Delay of standby shutdown

From: Fujii Masao <masao(dot)fujii(at)oss(dot)nttdata(dot)com>
To: pgsql-hackers(at)postgresql(dot)org
Subject: Delay of standby shutdown
Date: 2020-09-17 13:49:03
Message-ID: 9d7e6ab0-8a53-ddb9-63cd-289bcb25fe0e@oss.nttdata.com
Views: Raw Message | Whole Thread | Download mbox | Resend email
Thread:
Lists: pgsql-hackers

Hi,

When I shut down the standby server just after setting up replication
environment and shutting down the primary, I found that it took
five seconds to complete the shutdown of the standby server. Note that
no WAL was generated between the setup of replication and the server
shutdown, in this case. That is, basically neither WAL replay nor
shutdown restart point didn't cause this issue, I think. Here are
the log messages in that standby.

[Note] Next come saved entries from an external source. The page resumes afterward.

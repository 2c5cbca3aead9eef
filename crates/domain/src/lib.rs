//! Bastion DNS Domain Layer
pub mod config;
pub mod errors;
pub mod filtering;
pub mod proto;
pub mod record_type;
pub mod validators;

pub use config::{AccessConfig, Config, DdrConfig, DnsConfig, DomainUpstreams, UpstreamMode};
pub use errors::ForwardError;
pub use filtering::{BlockingMode, FilterReason, FilterResult, FilteringSettings};
pub use proto::DnsProto;
pub use record_type::RecordType;
use async_trait::async_trait;
use bastion_dns_domain::ForwardError;
use bytes::Bytes;

/// A configured transport handle to an external recursive resolver.
///
/// The request and response travel as wire bytes; the codec stays on the
/// infrastructure side of this boundary.
#[async_trait]
pub trait UpstreamResolver: Send + Sync {
    async fn exchange(&self, request: Bytes) -> Result<Bytes, ForwardError>;

    /// Stable address string, e.g. `9.9.9.9:53`, used for telemetry and
    /// error reporting.
    fn address(&self) -> &str;
}
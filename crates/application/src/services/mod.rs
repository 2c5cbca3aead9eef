pub mod anonymizer;

pub use anonymizer::IpAnonymizer;
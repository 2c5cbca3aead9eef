//! Exchange strategies over an upstream set.

use bastion_dns_application::ports::UpstreamResolver;
use bastion_dns_domain::{ForwardError, UpstreamMode};
use bytes::Bytes;
use futures::future::{join_all, select_ok, FutureExt};
use hickory_proto::op::Message;
use hickory_proto::rr::RData;
use rustc_hash::FxHashMap;
use std::net::{IpAddr, SocketAddr};
use std::sync::Arc;
use std::sync::Mutex;
use std::time::{Duration, Instant};
use tokio::net::TcpStream;
use tracing::{debug, warn};

/// TCP port probed by the fastest-address race.
const PROBE_PORT: u16 = 80;

#[derive(Debug, Clone)]
pub struct ExchangeOutcome {
    pub response: Message,
    pub upstream_addr: Arc<str>,
    pub elapsed: Duration,
}

pub struct UpstreamExchanger {
    mode: UpstreamMode,
    timeout: Duration,
    fastest_ping_timeout: Duration,
    /// Last observed round-trip per upstream, feeding the load-balance
    /// ordering.
    rtt: Mutex<FxHashMap<Arc<str>, Duration>>,
}

impl UpstreamExchanger {
    pub fn new(mode: UpstreamMode, timeout: Duration, fastest_ping_timeout: Duration) -> Self {
        Self {
            mode,
            timeout,
            fastest_ping_timeout,
            rtt: Mutex::new(FxHashMap::default()),
        }
    }

    /// Exchange `request` with the given set according to the configured
    /// strategy.
    pub async fn exchange(
        &self,
        upstreams: &[Arc<dyn UpstreamResolver>],
        request: &Message,
    ) -> Result<ExchangeOutcome, ForwardError> {
        self.exchange_with_deadline(upstreams, request, None).await
    }

    /// Like [`exchange`](Self::exchange), with the per-upstream timeout
    /// clamped to the request's remaining ambient deadline.
    pub async fn exchange_with_deadline(
        &self,
        upstreams: &[Arc<dyn UpstreamResolver>],
        request: &Message,
        deadline: Option<Instant>,
    ) -> Result<ExchangeOutcome, ForwardError> {
        if upstreams.is_empty() {
            return Err(ForwardError::NoUpstreams);
        }

        let timeout = match deadline {
            Some(deadline) => self
                .timeout
                .min(deadline.saturating_duration_since(Instant::now())),
            None => self.timeout,
        };

        let payload = Bytes::from(
            request
                .to_vec()
                .map_err(|e| ForwardError::BadRequest(e.to_string()))?,
        );

        match self.mode {
            UpstreamMode::LoadBalance => self.load_balance(upstreams, payload, timeout).await,
            UpstreamMode::Parallel => self.parallel(upstreams, payload, timeout).await,
            UpstreamMode::FastestAddr => self.fastest_addr(upstreams, payload, timeout).await,
        }
    }

    async fn exchange_one(
        &self,
        upstream: &Arc<dyn UpstreamResolver>,
        payload: Bytes,
        timeout: Duration,
    ) -> Result<ExchangeOutcome, ForwardError> {
        let started = Instant::now();
        let address: Arc<str> = Arc::from(upstream.address());

        let bytes = tokio::time::timeout(timeout, upstream.exchange(payload))
            .await
            .map_err(|_| ForwardError::UpstreamTimeout {
                server: address.to_string(),
                timeout_ms: timeout.as_millis() as u64,
            })??;

        let response = Message::from_vec(&bytes).map_err(|e| ForwardError::Upstream {
            server: address.to_string(),
            reason: format!("bad response: {e}"),
        })?;

        let elapsed = started.elapsed();
        self.rtt
            .lock()
            .expect("rtt table poisoned")
            .insert(Arc::clone(&address), elapsed);

        Ok(ExchangeOutcome {
            response,
            upstream_addr: address,
            elapsed,
        })
    }

    /// Try servers one at a time, fastest recent responder first; ties
    /// (and never-seen servers) in random order.
    async fn load_balance(
        &self,
        upstreams: &[Arc<dyn UpstreamResolver>],
        payload: Bytes,
        timeout: Duration,
    ) -> Result<ExchangeOutcome, ForwardError> {
        let mut order: Vec<usize> = (0..upstreams.len()).collect();
        fastrand::shuffle(&mut order);
        {
            let rtt = self.rtt.lock().expect("rtt table poisoned");
            order.sort_by_key(|&i| {
                rtt.get(upstreams[i].address())
                    .copied()
                    .unwrap_or(Duration::ZERO)
            });
        }

        let mut last_err = ForwardError::NoUpstreams;
        for i in order {
            match self.exchange_one(&upstreams[i], payload.clone(), timeout).await {
                Ok(outcome) => return Ok(outcome),
                Err(e) => {
                    debug!(upstream = upstreams[i].address(), error = %e, "upstream failed, trying next");
                    last_err = e;
                }
            }
        }
        Err(last_err)
    }

    /// Race every server; the first useful answer wins.
    async fn parallel(
        &self,
        upstreams: &[Arc<dyn UpstreamResolver>],
        payload: Bytes,
        timeout: Duration,
    ) -> Result<ExchangeOutcome, ForwardError> {
        let races = upstreams
            .iter()
            .map(|u| self.exchange_one(u, payload.clone(), timeout).boxed());
        match select_ok(races).await {
            Ok((outcome, _rest)) => Ok(outcome),
            Err(e) => Err(e),
        }
    }

    /// Race every server, then prefer the answer whose address answers a
    /// TCP probe first, bounded by the ping timeout.
    async fn fastest_addr(
        &self,
        upstreams: &[Arc<dyn UpstreamResolver>],
        payload: Bytes,
        timeout: Duration,
    ) -> Result<ExchangeOutcome, ForwardError> {
        let results = join_all(
            upstreams
                .iter()
                .map(|u| self.exchange_one(u, payload.clone(), timeout)),
        )
        .await;

        let mut outcomes = Vec::new();
        let mut last_err = ForwardError::NoUpstreams;
        for result in results {
            match result {
                Ok(outcome) => outcomes.push(outcome),
                Err(e) => last_err = e,
            }
        }
        if outcomes.is_empty() {
            return Err(last_err);
        }
        if outcomes.len() == 1 {
            return Ok(outcomes.into_iter().next().expect("one outcome"));
        }

        let mut candidates: Vec<(usize, IpAddr)> = Vec::new();
        for (i, outcome) in outcomes.iter().enumerate() {
            for record in outcome.response.answers() {
                match record.data() {
                    RData::A(a) => candidates.push((i, IpAddr::V4(a.0))),
                    RData::AAAA(aaaa) => candidates.push((i, IpAddr::V6(aaaa.0))),
                    _ => {}
                }
            }
        }
        if candidates.is_empty() {
            return Ok(outcomes.into_iter().next().expect("outcome"));
        }

        let probes = candidates
            .iter()
            .map(|&(i, ip)| probe(ip, i).boxed())
            .collect::<Vec<_>>();
        let winner = match tokio::time::timeout(self.fastest_ping_timeout, select_ok(probes)).await
        {
            Ok(Ok((i, _rest))) => i,
            Ok(Err(e)) => {
                debug!(error = %e, "no probed address reachable, keeping first answer");
                0
            }
            Err(_) => {
                debug!("address race timed out, keeping first answer");
                0
            }
        };

        Ok(outcomes
            .into_iter()
            .nth(winner)
            .expect("winner index in range"))
    }
}

async fn probe(ip: IpAddr, index: usize) -> Result<usize, ForwardError> {
    match TcpStream::connect(SocketAddr::new(ip, PROBE_PORT)).await {
        Ok(_) => Ok(index),
        Err(e) => {
            warn!(%ip, error = %e, "address probe failed");
            Err(ForwardError::Io(e.to_string()))
        }
    }
}
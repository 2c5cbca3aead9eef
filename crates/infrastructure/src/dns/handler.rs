//! hickory-server adapter: maps transport requests into the forwarder's
//! entry point and streams the resulting response back out.

use bastion_dns_domain::DnsProto;
use hickory_proto::op::{Header, Message, MessageType, OpCode, ResponseCode};
use hickory_server::authority::MessageResponseBuilder;
use hickory_proto::xfer::Protocol;
use hickory_server::server::{Request, RequestHandler, ResponseHandler, ResponseInfo};
use std::sync::Arc;
use tracing::{debug, error};

use super::context::DnsContext;
use super::server::DnsForwarder;

pub struct ForwarderHandler {
    forwarder: Arc<DnsForwarder>,
}

impl ForwarderHandler {
    pub fn new(forwarder: Arc<DnsForwarder>) -> Self {
        Self { forwarder }
    }

    fn proto_tag(protocol: Protocol) -> DnsProto {
        match protocol {
            Protocol::Udp => DnsProto::Udp,
            Protocol::Tcp => DnsProto::Tcp,
            Protocol::Tls => DnsProto::Tls,
            Protocol::Https => DnsProto::Https,
            Protocol::Quic => DnsProto::Quic,
            _ => DnsProto::Udp,
        }
    }

    /// Rebuild an owned wire message from the transport request.
    fn owned_request(request: &Request) -> Option<Message> {
        let query = request.request_info().ok()?.query.original().clone();
        let mut msg = Message::new(request.id(), MessageType::Query, OpCode::Query);
        msg.set_recursion_desired(request.recursion_desired());
        msg.set_authentic_data(request.header().authentic_data());
        msg.add_query(query);
        if let Some(edns) = request.edns() {
            msg.set_edns(edns.clone());
        }
        Some(msg)
    }

    async fn send<R: ResponseHandler>(
        &self,
        request: &Request,
        response: &Message,
        mut response_handle: R,
    ) -> ResponseInfo {
        let builder = MessageResponseBuilder::from_message_request(request);
        let mut header = Header::response_from_request(request.header());
        header.set_response_code(response.response_code());
        header.set_recursion_available(true);
        header.set_authentic_data(response.authentic_data());

        let message = builder.build(
            header,
            response.answers(),
            response.name_servers(),
            &[],
            response.additionals(),
        );

        match response_handle.send_response(message).await {
            Ok(info) => info,
            Err(e) => {
                error!(error = %e, "failed to send response");
                serve_failed_header(request)
            }
        }
    }

    async fn refuse<R: ResponseHandler>(
        &self,
        request: &Request,
        code: ResponseCode,
        mut response_handle: R,
    ) -> ResponseInfo {
        let builder = MessageResponseBuilder::from_message_request(request);
        match response_handle
            .send_response(builder.error_msg(request.header(), code))
            .await
        {
            Ok(info) => info,
            Err(e) => {
                error!(error = %e, "failed to send error response");
                serve_failed_header(request)
            }
        }
    }
}

fn serve_failed_header(request: &Request) -> ResponseInfo {
    let mut header = Header::response_from_request(request.header());
    header.set_response_code(ResponseCode::ServFail);
    ResponseInfo::from(header)
}

#[async_trait::async_trait]
impl RequestHandler for ForwarderHandler {
    async fn handle_request<R: ResponseHandler>(
        &self,
        request: &Request,
        response_handle: R,
    ) -> ResponseInfo {
        if request.message_type() != MessageType::Query || request.op_code() != OpCode::Query {
            return self
                .refuse(request, ResponseCode::NotImp, response_handle)
                .await;
        }

        let Some(message) = Self::owned_request(request) else {
            return self
                .refuse(request, ResponseCode::FormErr, response_handle)
                .await;
        };

        let mut ctx = DnsContext::new(
            message,
            request.src(),
            Self::proto_tag(request.protocol()),
        );

        match self.forwarder.handle(&mut ctx).await {
            Ok(()) => match &ctx.response {
                Some(response) => self.send(request, response, response_handle).await,
                None => {
                    debug!("pipeline produced no response");
                    self.refuse(request, ResponseCode::ServFail, response_handle)
                        .await
                }
            },
            Err(e) => {
                debug!(error = %e, "request failed");
                self.refuse(request, ResponseCode::ServFail, response_handle)
                    .await
            }
        }
    }
}
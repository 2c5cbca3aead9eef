//! Per-request state threaded through the pipeline.

use bastion_dns_domain::{DnsProto, FilterResult, FilteringSettings, ForwardError, RecordType};
use hickory_proto::op::{Message, Query};
use std::net::{IpAddr, SocketAddr};
use std::sync::Arc;
use std::time::Instant;

use super::message;

/// Shared context of one request. Owned by the pipeline runner; never
/// visible to another task.
pub struct DnsContext {
    pub proto: DnsProto,
    pub request: Message,
    /// First non-nil response wins; later stages leave it alone unless an
    /// explicit rewrite replaces it.
    pub response: Option<Message>,
    pub client_addr: SocketAddr,
    /// Correlation identifier supplied by the transport (TLS SNI label,
    /// DoH path segment), not yet validated.
    pub transport_client_id: Option<String>,
    /// Ambient deadline propagated from the transport.
    pub deadline: Option<Instant>,

    /// Validated client identifier; empty when absent.
    pub client_id: Arc<str>,
    pub settings: FilteringSettings,
    pub filter_result: Option<FilterResult>,
    /// Unfiltered upstream answer, kept when filters replaced it.
    pub orig_response: Option<Message>,
    /// Pre-rewrite question, kept when a rewrite replaced it.
    pub orig_question: Option<Query>,
    /// Address parsed from a PTR question in a locally-served range.
    pub unreversed_ip: Option<IpAddr>,

    pub start_time: Instant,
    /// First stage failure, recorded before surfacing to the transport.
    pub err: Option<ForwardError>,

    pub protection_enabled: bool,
    pub response_from_upstream: bool,
    /// Caller set AD or the DO EDNS flag; governs AD-bit hygiene.
    pub response_ad: bool,
    pub is_local_client: bool,
    pub is_dhcp_host: bool,
    pub cached: bool,
    pub skip_telemetry: bool,
    pub enable_compression: bool,
    pub upstream_addr: Option<Arc<str>>,
}

impl DnsContext {
    pub fn new(request: Message, client_addr: SocketAddr, proto: DnsProto) -> Self {
        Self {
            proto,
            request,
            response: None,
            client_addr,
            transport_client_id: None,
            deadline: None,
            client_id: Arc::from(""),
            settings: FilteringSettings::default(),
            filter_result: None,
            orig_response: None,
            orig_question: None,
            unreversed_ip: None,
            start_time: Instant::now(),
            err: None,
            protection_enabled: true,
            response_from_upstream: false,
            response_ad: false,
            is_local_client: false,
            is_dhcp_host: false,
            cached: false,
            skip_telemetry: false,
            enable_compression: false,
            upstream_addr: None,
        }
    }

    pub fn with_client_id(mut self, client_id: impl Into<String>) -> Self {
        self.transport_client_id = Some(client_id.into());
        self
    }

    pub fn client_ip(&self) -> IpAddr {
        self.client_addr.ip()
    }

    /// Lower-cased question name without the trailing dot, plus its type.
    pub fn question(&self) -> Option<(String, RecordType)> {
        message::question(&self.request)
    }

    pub fn has_response(&self) -> bool {
        self.response.is_some()
    }

    /// Replace the response, keeping the previous one as the original
    /// upstream answer if none was saved yet.
    pub fn replace_response(&mut self, response: Message) {
        if let Some(previous) = self.response.take() {
            if self.orig_response.is_none() {
                self.orig_response = Some(previous);
            }
        }
        self.response = Some(response);
    }
}
/// Transport over which a client query arrived.
#[derive(Debug, Clone, Copy, PartialEq, Eq, Hash)]
pub enum DnsProto {
    Udp,
    Tcp,
    Tls,
    Https,
    Quic,
    DnsCrypt,
}

impl DnsProto {
    pub fn as_str(&self) -> &'static str {
        match self {
            DnsProto::Udp => "udp",
            DnsProto::Tcp => "tcp",
            DnsProto::Tls => "tls",
            DnsProto::Https => "https",
            DnsProto::Quic => "quic",
            DnsProto::DnsCrypt => "dnscrypt",
        }
    }

    /// Encrypted transports can carry a client identifier (TLS SNI label,
    /// HTTPS path segment, QUIC SNI).
    pub fn supports_client_id(&self) -> bool {
        matches!(self, DnsProto::Tls | DnsProto::Https | DnsProto::Quic)
    }
}

impl Default for DnsProto {
    fn default() -> Self {
        DnsProto::Udp
    }
}
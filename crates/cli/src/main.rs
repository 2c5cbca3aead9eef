//! # Bastion DNS
//!
//! Main entry point for the filtering DNS forwarder.

mod bootstrap;
mod server;

use bastion_dns_infrastructure::dns::server::{DnsForwarder, ServerState};
use clap::Parser;
use std::path::PathBuf;
use std::sync::Arc;
use tracing::info;

#[derive(Parser)]
#[command(name = "bastion-dns")]
#[command(about = "A filtering DNS forwarder")]
struct Cli {
    /// Path to the TOML configuration file
    #[arg(short = 'c', long)]
    config: Option<PathBuf>,

    /// DNS server port (overrides config)
    #[arg(short = 'd', long)]
    dns_port: Option<u16>,

    /// Bind address (overrides config)
    #[arg(short = 'b', long)]
    bind: Option<String>,
}

#[tokio::main]
async fn main() -> anyhow::Result<()> {
    let cli = Cli::parse();

    let mut config = bootstrap::load_config(cli.config.as_deref())?;
    if let Some(port) = cli.dns_port {
        config.server.dns_port = port;
    }
    if let Some(bind) = cli.bind {
        config.server.bind_address = bind;
    }

    bootstrap::init_logging(&config);

    let state = ServerState::builder(config.dns.clone())
        .access(config.access.clone())
        .build()?;
    let forwarder = DnsForwarder::new(state);

    let bind_addr = format!("{}:{}", config.server.bind_address, config.server.dns_port);
    let serve = tokio::spawn(server::dns::start_dns_server(
        bind_addr,
        Arc::clone(&forwarder),
    ));

    tokio::signal::ctrl_c().await?;
    info!("shutdown requested");
    serve.abort();
    forwarder.close().await;

    Ok(())
}
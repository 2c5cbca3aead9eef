use async_trait::async_trait;
use bastion_dns_domain::RecordType;
use std::net::IpAddr;
use std::sync::Arc;

/// Bucket a finished query falls into for counting.
#[derive(Debug, Clone, Copy, PartialEq, Eq, Hash)]
pub enum StatsResult {
    NotFiltered,
    Filtered,
    SafeBrowsing,
    SafeSearch,
    Parental,
}

impl StatsResult {
    pub fn as_str(&self) -> &'static str {
        match self {
            StatsResult::NotFiltered => "not_filtered",
            StatsResult::Filtered => "filtered",
            StatsResult::SafeBrowsing => "safe_browsing",
            StatsResult::SafeSearch => "safe_search",
            StatsResult::Parental => "parental",
        }
    }
}

#[derive(Debug, Clone)]
pub struct StatsEntry {
    /// Lower-cased question name without the trailing dot.
    pub domain: Arc<str>,
    /// Client identifier if set, else the (anonymized) address string.
    pub client: Arc<str>,
    pub elapsed_us: u64,
    pub result: StatsResult,
}

/// Statistics storage collaborator.
#[async_trait]
pub trait StatsSink: Send + Sync {
    fn should_count(
        &self,
        host: &str,
        qtype: RecordType,
        client_ip: IpAddr,
        client_ids: &[&str],
    ) -> bool;

    async fn update(&self, entry: StatsEntry);
}
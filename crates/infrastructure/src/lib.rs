//! Bastion DNS Infrastructure Layer
//!
//! The forwarding core: request pipeline, access control, local names,
//! upstream exchange, and the adapters binding the collaborator ports to
//! the wire.
pub mod dns;
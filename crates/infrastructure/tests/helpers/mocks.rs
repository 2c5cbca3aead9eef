//! In-memory collaborators for pipeline tests.

use async_trait::async_trait;
use bastion_dns_application::ports::{
    ClientUpstreams, ClientsContainer, DhcpLease, DhcpServer, FilterEngine, FilterRequest,
    LeaseChangeHook, QueryLogSink, QueryRecord, StatsEntry, StatsSink, UpstreamResolver,
};
use bastion_dns_domain::{
    FilterReason, FilterResult, FilteringSettings, ForwardError, RecordType,
};
use bytes::Bytes;
use hickory_proto::op::{Message, MessageType, OpCode, ResponseCode};
use hickory_proto::rr::rdata::{A, CNAME, PTR, SOA};
use hickory_proto::rr::{Name, RData, Record, RecordType as WireRecordType};
use std::collections::HashMap;
use std::net::IpAddr;
use std::sync::atomic::{AtomicUsize, Ordering};
use std::sync::{Arc, Mutex};

// ---------------------------------------------------------------------------
// Wire helpers
// ---------------------------------------------------------------------------

pub fn query(id: u16, host: &str, qtype: WireRecordType) -> Message {
    let mut msg = Message::new(id, MessageType::Query, OpCode::Query);
    msg.set_recursion_desired(true);
    msg.add_query(hickory_proto::op::Query::query(
        Name::from_ascii(host).unwrap(),
        qtype,
    ));
    msg
}

pub fn a_record(host: &str, ip: &str, ttl: u32) -> Record {
    Record::from_rdata(
        Name::from_ascii(host).unwrap(),
        ttl,
        RData::A(A(ip.parse().unwrap())),
    )
}

pub fn cname_record(host: &str, target: &str, ttl: u32) -> Record {
    Record::from_rdata(
        Name::from_ascii(host).unwrap(),
        ttl,
        RData::CNAME(CNAME(Name::from_ascii(target).unwrap())),
    )
}

pub fn ptr_record(host: &str, target: &str, ttl: u32) -> Record {
    Record::from_rdata(
        Name::from_ascii(host).unwrap(),
        ttl,
        RData::PTR(PTR(Name::from_ascii(target).unwrap())),
    )
}

pub fn answer(answers: Vec<Record>) -> Message {
    let mut msg = Message::new(0, MessageType::Response, OpCode::Query);
    msg.set_response_code(ResponseCode::NoError);
    for record in answers {
        msg.add_answer(record);
    }
    msg
}

pub fn nodata_with_soa(zone: &str, soa_ttl: u32) -> Message {
    let mut msg = Message::new(0, MessageType::Response, OpCode::Query);
    msg.set_response_code(ResponseCode::NoError);
    let soa = SOA::new(
        Name::from_ascii("ns.example.").unwrap(),
        Name::from_ascii("hostmaster.example.").unwrap(),
        1,
        3600,
        1800,
        604_800,
        soa_ttl,
    );
    msg.add_name_server(Record::from_rdata(
        Name::from_ascii(zone).unwrap(),
        soa_ttl,
        RData::SOA(soa),
    ));
    msg
}

// ---------------------------------------------------------------------------
// Upstream
// ---------------------------------------------------------------------------

/// Scripted upstream: canned responses keyed by (host, qtype).
pub struct MockUpstream {
    address: String,
    responses: Mutex<HashMap<(String, WireRecordType), Message>>,
    pub exchanges: AtomicUsize,
}

impl MockUpstream {
    pub fn new(address: &str) -> Arc<Self> {
        Arc::new(Self {
            address: address.to_string(),
            responses: Mutex::new(HashMap::new()),
            exchanges: AtomicUsize::new(0),
        })
    }

    pub fn respond(&self, host: &str, qtype: WireRecordType, response: Message) {
        self.responses
            .lock()
            .unwrap()
            .insert((host.to_ascii_lowercase(), qtype), response);
    }

    pub fn exchange_count(&self) -> usize {
        self.exchanges.load(Ordering::SeqCst)
    }
}

#[async_trait]
impl UpstreamResolver for MockUpstream {
    async fn exchange(&self, request: Bytes) -> Result<Bytes, ForwardError> {
        self.exchanges.fetch_add(1, Ordering::SeqCst);

        let request = Message::from_vec(&request).map_err(|e| ForwardError::Upstream {
            server: self.address.clone(),
            reason: e.to_string(),
        })?;
        let query = request.queries().first().cloned().ok_or_else(|| {
            ForwardError::Upstream {
                server: self.address.clone(),
                reason: "no question".to_string(),
            }
        })?;
        let key = (
            query.name().to_ascii().to_ascii_lowercase(),
            query.query_type(),
        );

        let mut response = match self.responses.lock().unwrap().get(&key) {
            Some(canned) => canned.clone(),
            None => {
                let mut nx = Message::new(0, MessageType::Response, OpCode::Query);
                nx.set_response_code(ResponseCode::NXDomain);
                nx
            }
        };
        let mut header = *response.header();
        header.set_id(request.id());
        response.set_header(header);
        response.take_queries();
        response.add_query(query);

        Ok(Bytes::from(response.to_vec().map_err(|e| {
            ForwardError::Upstream {
                server: self.address.clone(),
                reason: e.to_string(),
            }
        })?))
    }

    fn address(&self) -> &str {
        &self.address
    }
}

// ---------------------------------------------------------------------------
// Filter engine
// ---------------------------------------------------------------------------

/// Blocks exact hosts on the request and response path; no rewrites.
#[derive(Default)]
pub struct MockFilterEngine {
    blocked: Vec<String>,
}

impl MockFilterEngine {
    pub fn blocking(hosts: &[&str]) -> Arc<Self> {
        Arc::new(Self {
            blocked: hosts.iter().map(|h| h.to_ascii_lowercase()).collect(),
        })
    }

    fn matches(&self, host: &str) -> bool {
        self.blocked.iter().any(|b| b == host)
    }
}

#[async_trait]
impl FilterEngine for MockFilterEngine {
    async fn filter_request(&self, request: &FilterRequest) -> FilterResult {
        if self.matches(&request.host) {
            FilterResult::blocked(FilterReason::FilteredBlockList, request.host.to_string())
        } else {
            FilterResult::not_filtered()
        }
    }

    async fn filter_response(
        &self,
        _request: &FilterRequest,
        answer_hosts: &[Arc<str>],
    ) -> Option<FilterResult> {
        for host in answer_hosts {
            if self.matches(host) {
                return Some(FilterResult::blocked(
                    FilterReason::FilteredBlockList,
                    host.to_string(),
                ));
            }
        }
        None
    }
}

// ---------------------------------------------------------------------------
// Telemetry
// ---------------------------------------------------------------------------

#[derive(Default)]
pub struct MockQueryLog {
    pub records: Mutex<Vec<QueryRecord>>,
}

impl MockQueryLog {
    pub fn new() -> Arc<Self> {
        Arc::new(Self::default())
    }

    pub fn logged_hosts(&self) -> Vec<String> {
        self.records
            .lock()
            .unwrap()
            .iter()
            .map(|r| r.question_host.to_string())
            .collect()
    }
}

#[async_trait]
impl QueryLogSink for MockQueryLog {
    fn should_log(
        &self,
        _host: &str,
        _qtype: RecordType,
        _client_ip: IpAddr,
        _client_ids: &[&str],
    ) -> bool {
        true
    }

    async fn add(&self, record: QueryRecord) {
        self.records.lock().unwrap().push(record);
    }
}

#[derive(Default)]
pub struct MockStats {
    pub entries: Mutex<Vec<StatsEntry>>,
}

impl MockStats {
    pub fn new() -> Arc<Self> {
        Arc::new(Self::default())
    }
}

#[async_trait]
impl StatsSink for MockStats {
    fn should_count(
        &self,
        _host: &str,
        _qtype: RecordType,
        _client_ip: IpAddr,
        _client_ids: &[&str],
    ) -> bool {
        true
    }

    async fn update(&self, entry: StatsEntry) {
        self.entries.lock().unwrap().push(entry);
    }
}

// ---------------------------------------------------------------------------
// DHCP
// ---------------------------------------------------------------------------

pub struct MockDhcp {
    leases: Vec<DhcpLease>,
}

impl MockDhcp {
    pub fn with_leases(leases: &[(&str, &str)]) -> Arc<Self> {
        Arc::new(Self {
            leases: leases
                .iter()
                .map(|(host, ip)| DhcpLease {
                    hostname: Arc::from(*host),
                    ip: ip.parse().unwrap(),
                })
                .collect(),
        })
    }
}

impl DhcpServer for MockDhcp {
    fn enabled(&self) -> bool {
        true
    }

    fn ip_by_host(&self, host: &str) -> Option<IpAddr> {
        self.leases
            .iter()
            .find(|l| &*l.hostname == host)
            .map(|l| l.ip)
    }

    fn host_by_ip(&self, ip: IpAddr) -> Option<Arc<str>> {
        self.leases
            .iter()
            .find(|l| l.ip == ip)
            .map(|l| Arc::clone(&l.hostname))
    }

    fn leases(&self) -> Vec<DhcpLease> {
        self.leases.clone()
    }

    fn on_lease_change(&self, _hook: LeaseChangeHook) {}
}

// ---------------------------------------------------------------------------
// Clients
// ---------------------------------------------------------------------------

pub struct MockClients {
    pub client_id: String,
    pub upstreams: Vec<Arc<dyn UpstreamResolver>>,
}

impl ClientsContainer for MockClients {
    fn upstreams_for(
        &self,
        client_id: Option<&str>,
        _addr: IpAddr,
    ) -> Result<Option<ClientUpstreams>, ForwardError> {
        if client_id == Some(self.client_id.as_str()) {
            Ok(Some(ClientUpstreams {
                upstreams: self.upstreams.clone(),
            }))
        } else {
            Ok(None)
        }
    }

    fn filtering_settings_for(
        &self,
        _client_id: Option<&str>,
        _addr: IpAddr,
    ) -> Option<FilteringSettings> {
        None
    }
}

I have observed this issue some times
so far.

2020-09-17 21:29:54 JST [postmaster] sby1 LOG: received fast shutdown request
2020-09-17 21:29:54 JST [postmaster] sby1 LOG: aborting any active transactions
2020-09-17 21:29:59 JST [checkpointer] sby1 LOG: shutting down
2020-09-17 21:29:59 JST [checkpointer] sby1 LOG: restartpoint starting: shutdown immediate
2020-09-17 21:29:59 JST [checkpointer] sby1 LOG: restartpoint complete: wrote 0 buffers (0.0%); 0 WAL file(s) added, 0 removed, 1 recycled; write=0.014 s, sync=0.000 s, total=0.022 s; sync files=0, longest=0.000 s, average=0.000 s; distance=16384 kB, estimate=16384 kB
2020-09-17 21:29:59 JST [checkpointer] sby1 LOG: recovery restart point at 0/5000060
2020-09-17 21:29:59 JST [postmaster] sby1 LOG: database system is shut down

Per my analysis, this issue could happen in the following way.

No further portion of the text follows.